Shing-Gaa-Ba-W'OSin’s speech was, in many ways, a counterpoint to the career of Lewis Cass. Cass negotiated twenty treaties while he served as the governor of Michigan Territory, from 1815 to 1830. He oversaw the 1819 Treaty of Saginaw, which brought about the surrender of nearly a third of the lower peninsula of Michigan to control of the United States, and he represented the U.S., as commissioner, at the treaties of Prairie du Chien 1825, Fond du Lac 1826, and Butte des Mort 1827 (the three “Augustic Treaties," so named because they occurred in three successive years in August). In several articles that appeared in the North American Review in the 1820s, Cass advocated moving all tribes to lands lying west of the Mississippi River. Cass built his case around a sentimental racism, shared by many, that assumed the sad but inevitable disappearance of Native populations as white settlements advanced westward. This widely-held “extinction discourse,” writes Patrick Brantlinger, “served as the ideological basis for the passage of the Indian Removal Act.”

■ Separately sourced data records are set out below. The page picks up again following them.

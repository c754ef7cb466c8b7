/*!
 * Tests for the job controller lifecycle and execution loop
 */

use std::sync::Arc;
use std::time::Duration;

use myansub::job::{
    BatchStatus, JobController, JobStatus, JobStore, SqliteJobStore, StatusSnapshot,
    SubtitleIdentity,
};
use crate::common;
use crate::common::mock_providers::MockTranslator;

fn make_controller(
    translator: Arc<MockTranslator>,
    batch_size: usize,
    max_auto_translate: usize,
) -> (JobController, Arc<dyn JobStore>) {
    common::init_test_logging();
    let store: Arc<dyn JobStore> = Arc::new(SqliteJobStore::new_in_memory().unwrap());
    let controller = JobController::new(store.clone(), translator, batch_size, max_auto_translate);
    (controller, store)
}

/// Poll a job until it reaches a terminal state
async fn wait_for_terminal(controller: &JobController, job_id: &str) -> StatusSnapshot {
    for _ in 0..500 {
        let snapshot = controller.status(job_id).await.unwrap();
        if snapshot.status.is_terminal() {
            return snapshot;
        }
        tokio::time::sleep(Duration::from_millis(5)).await;
    }
    panic!("Job {} never reached a terminal state", job_id);
}

/// Test a full happy-path run through all batches
#[tokio::test]
async fn test_start_or_resume_withFreshIdentity_shouldTranslateAllBatches() {
    let translator = Arc::new(MockTranslator::new());
    let (controller, _store) = make_controller(translator.clone(), 10, 1000);

    let summary = controller
        .start_or_resume(SubtitleIdentity::new("Movie", "tt1"), common::make_lines(30))
        .await
        .unwrap();

    assert!(!summary.cache_hit);
    assert_eq!(summary.total_batches, 3);
    assert_eq!(summary.total_lines, 30);

    let snapshot = wait_for_terminal(&controller, &summary.job_id).await;
    assert_eq!(snapshot.status, JobStatus::Complete);
    assert_eq!(snapshot.completed_batches, 3);
    assert!(snapshot.batches.iter().all(|b| b.status == BatchStatus::Complete));

    let job = controller.job(&summary.job_id).await.unwrap();
    assert!(job
        .lines
        .iter()
        .all(|l| l.translated_text == MockTranslator::translation_for(&l.source_text)));
    assert_eq!(translator.call_count(), 3);
}

/// Test input validation on the entry operation
#[tokio::test]
async fn test_start_or_resume_withBlankIdentityFields_shouldFail() {
    let translator = Arc::new(MockTranslator::new());
    let (controller, _store) = make_controller(translator, 10, 1000);

    let no_title = controller
        .start_or_resume(SubtitleIdentity::new("  ", "tt1"), common::make_lines(5))
        .await;
    assert!(no_title.is_err());

    let no_imdb = controller
        .start_or_resume(SubtitleIdentity::new("Movie", ""), common::make_lines(5))
        .await;
    assert!(no_imdb.is_err());
}

/// Test that a finished job is reused instead of translated again
#[tokio::test]
async fn test_start_or_resume_withCompletedIdentity_shouldReturnCacheHit() {
    let translator = Arc::new(MockTranslator::new());
    let (controller, _store) = make_controller(translator.clone(), 10, 1000);
    let identity = SubtitleIdentity::new("Movie", "tt1");

    let first = controller
        .start_or_resume(identity.clone(), common::make_lines(20))
        .await
        .unwrap();
    wait_for_terminal(&controller, &first.job_id).await;
    let calls_after_first = translator.call_count();

    let second = controller
        .start_or_resume(identity, common::make_lines(20))
        .await
        .unwrap();

    assert!(second.cache_hit);
    assert_eq!(second.job_id, first.job_id);
    assert_eq!(translator.call_count(), calls_after_first);
}

/// Test that a stale unfinished attempt is discarded, not resumed
#[tokio::test]
async fn test_start_or_resume_withStaleFailedJob_shouldDiscardAndStartFresh() {
    let translator = Arc::new(MockTranslator::new());
    let (controller, store) = make_controller(translator.clone(), 10, 1000);
    let identity = SubtitleIdentity::new("Movie", "tt1");

    // A failed earlier attempt for the same identity, seeded directly
    let mut stale = myansub::job::TranslationJob::new(
        identity.clone(),
        common::make_lines(20),
        myansub::job::plan_batches(20, 10, 1000).batches,
    );
    stale.status = JobStatus::Failed;
    store.create(&stale).await.unwrap();

    let fresh = controller
        .start_or_resume(identity.clone(), common::make_lines(20))
        .await
        .unwrap();

    assert!(!fresh.cache_hit);
    assert_ne!(fresh.job_id, stale.id);
    assert!(store.get(&stale.id).await.unwrap().is_none());

    let snapshot = wait_for_terminal(&controller, &fresh.job_id).await;
    assert_eq!(snapshot.status, JobStatus::Complete);
    assert_eq!(snapshot.completed_batches, 2);

    // Exactly one job remains for the identity
    let found = store.find_by_identity(&identity).await.unwrap().unwrap();
    assert_eq!(found.id, fresh.job_id);
}

/// Test the auto-translate ceiling leaves trailing lines untouched
#[tokio::test]
async fn test_start_or_resume_withMoreLinesThanCeiling_shouldOnlyTranslateUpToCeiling() {
    let translator = Arc::new(MockTranslator::new());
    let (controller, _store) = make_controller(translator.clone(), 10, 30);

    let summary = controller
        .start_or_resume(SubtitleIdentity::new("Long Movie", "tt2"), common::make_lines(45))
        .await
        .unwrap();

    assert_eq!(summary.total_batches, 3);
    assert_eq!(summary.total_lines, 45);

    wait_for_terminal(&controller, &summary.job_id).await;
    let job = controller.job(&summary.job_id).await.unwrap();

    assert!(job.lines[..30].iter().all(|l| !l.translated_text.is_empty()));
    assert!(job.lines[30..].iter().all(|l| l.translated_text.is_empty()));
    assert_eq!(translator.call_count(), 3);
}

/// Test that one failed batch does not abort the job
#[tokio::test]
async fn test_execution_loop_withOneFailingBatch_shouldContinueAndComplete() {
    let translator = Arc::new(MockTranslator::failing_on(&[1]));
    let (controller, _store) = make_controller(translator.clone(), 10, 1000);

    let summary = controller
        .start_or_resume(SubtitleIdentity::new("Movie", "tt1"), common::make_lines(30))
        .await
        .unwrap();

    let snapshot = wait_for_terminal(&controller, &summary.job_id).await;

    assert_eq!(snapshot.status, JobStatus::Complete);
    assert_eq!(snapshot.completed_batches, 3);
    assert_eq!(snapshot.batches[0].status, BatchStatus::Complete);
    assert_eq!(snapshot.batches[1].status, BatchStatus::Failed);
    assert_eq!(snapshot.batches[2].status, BatchStatus::Complete);

    // The failed batch's lines stay untranslated
    let job = controller.job(&summary.job_id).await.unwrap();
    assert!(job.lines[10..20].iter().all(|l| l.translated_text.is_empty()));
    assert!(job.lines[..10].iter().all(|l| !l.translated_text.is_empty()));
    assert!(job.lines[20..].iter().all(|l| !l.translated_text.is_empty()));
}

/// Test cancellation takes effect at a batch boundary
#[tokio::test]
async fn test_cancel_onRunningJob_shouldStopWithinOneBatch() {
    let translator = Arc::new(MockTranslator::new().with_delay(Duration::from_millis(50)));
    let (controller, _store) = make_controller(translator.clone(), 10, 1000);

    let summary = controller
        .start_or_resume(SubtitleIdentity::new("Movie", "tt1"), common::make_lines(50))
        .await
        .unwrap();
    assert_eq!(summary.total_batches, 5);

    let status = controller.cancel(&summary.job_id).await.unwrap();
    assert_eq!(status, JobStatus::Cancelled);

    let snapshot = wait_for_terminal(&controller, &summary.job_id).await;
    assert_eq!(snapshot.status, JobStatus::Cancelled);

    // At most the batch already in flight finishes after the cancel
    assert!(translator.call_count() <= 2);
}

/// Test that completion never overwrites a cancellation
#[tokio::test]
async fn test_cancel_duringLastBatch_shouldStayCancelled() {
    let translator = Arc::new(MockTranslator::new().with_delay(Duration::from_millis(30)));
    let (controller, _store) = make_controller(translator, 10, 1000);

    let summary = controller
        .start_or_resume(SubtitleIdentity::new("Movie", "tt1"), common::make_lines(10))
        .await
        .unwrap();

    // Cancel while the only batch is (or is about to be) in flight
    controller.cancel(&summary.job_id).await.unwrap();

    // Give the execution loop time to fully drain
    for _ in 0..100 {
        if !controller.is_active(&summary.job_id) {
            break;
        }
        tokio::time::sleep(Duration::from_millis(5)).await;
    }

    let snapshot = controller.status(&summary.job_id).await.unwrap();
    assert_eq!(snapshot.status, JobStatus::Cancelled);
}

/// Test cancelling an unknown job
#[tokio::test]
async fn test_cancel_withUnknownId_shouldFail() {
    let translator = Arc::new(MockTranslator::new());
    let (controller, _store) = make_controller(translator, 10, 1000);

    let result = controller.cancel("no-such-job").await;

    assert!(result.is_err());
}

/// Test that cancelling a finished job is a harmless no-op
#[tokio::test]
async fn test_cancel_onCompleteJob_shouldReturnCurrentStatusUnchanged() {
    let translator = Arc::new(MockTranslator::new());
    let (controller, _store) = make_controller(translator, 10, 1000);

    let summary = controller
        .start_or_resume(SubtitleIdentity::new("Movie", "tt1"), common::make_lines(10))
        .await
        .unwrap();
    wait_for_terminal(&controller, &summary.job_id).await;

    let status = controller.cancel(&summary.job_id).await.unwrap();

    assert_eq!(status, JobStatus::Complete);
    let snapshot = controller.status(&summary.job_id).await.unwrap();
    assert_eq!(snapshot.status, JobStatus::Complete);
}

/// Test that the resolved-batch counter never moves backwards
#[tokio::test]
async fn test_status_duringRun_shouldReportMonotonicProgress() {
    let translator = Arc::new(MockTranslator::new().with_delay(Duration::from_millis(10)));
    let (controller, _store) = make_controller(translator, 5, 1000);

    let summary = controller
        .start_or_resume(SubtitleIdentity::new("Movie", "tt1"), common::make_lines(25))
        .await
        .unwrap();

    let mut observed = Vec::new();
    loop {
        let snapshot = controller.status(&summary.job_id).await.unwrap();
        observed.push(snapshot.completed_batches);
        if snapshot.status.is_terminal() {
            break;
        }
        tokio::time::sleep(Duration::from_millis(5)).await;
    }

    assert!(observed.windows(2).all(|w| w[0] <= w[1]));
    assert_eq!(*observed.last().unwrap(), summary.total_batches);
}

/// Test status polling for an unknown job
#[tokio::test]
async fn test_status_withUnknownId_shouldFail() {
    let translator = Arc::new(MockTranslator::new());
    let (controller, _store) = make_controller(translator, 10, 1000);

    assert!(controller.status("no-such-job").await.is_err());
}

Towards the end of the 1830s, expulsion of the Native peoples from the northern border region had taken on new importance. Hugh Brady (1768-1851), veteran of the Black Hawk War and the War of 1812, supervised the removal of the tribes from Michigan. Henry R. Schoolcraft’s dealings with land accession moved the boundaries between Indians and Americans specifically on the west part of the state from Marquette to what is now Alpena and Kalamazoo. It was also widely assumed, in accordance with the 1830 Indian Removal Act, that the Anishinaabe would be relocated west of the Mississippi River once they had ceded their lands in Michigan. The articles of the Treaty with the Ottawa (1836), concluded in Washington, had much more stringent obligations and no longer granted land usage for more than five years without specific permissions from the U.S. government. Only certain places had long standing obligations to be kept, including many of the northern islands and riverways that provided the Ottawa and Chippewa nations with food and transport. By 1855, the U.S. sought the surrender of fishing rights at the falls of St. Mary’s and consolidated its hold on its water boundaries, forcing the Anishinaabe inland and away from the lakes. Indigenous treatieswhich remain in full force today—are part of the ongoing struggles between Americans and Anishinaabe centering on Tribal sovereignty. Use of the waterways and the lands adjacent to them is at the heart of treaty rights.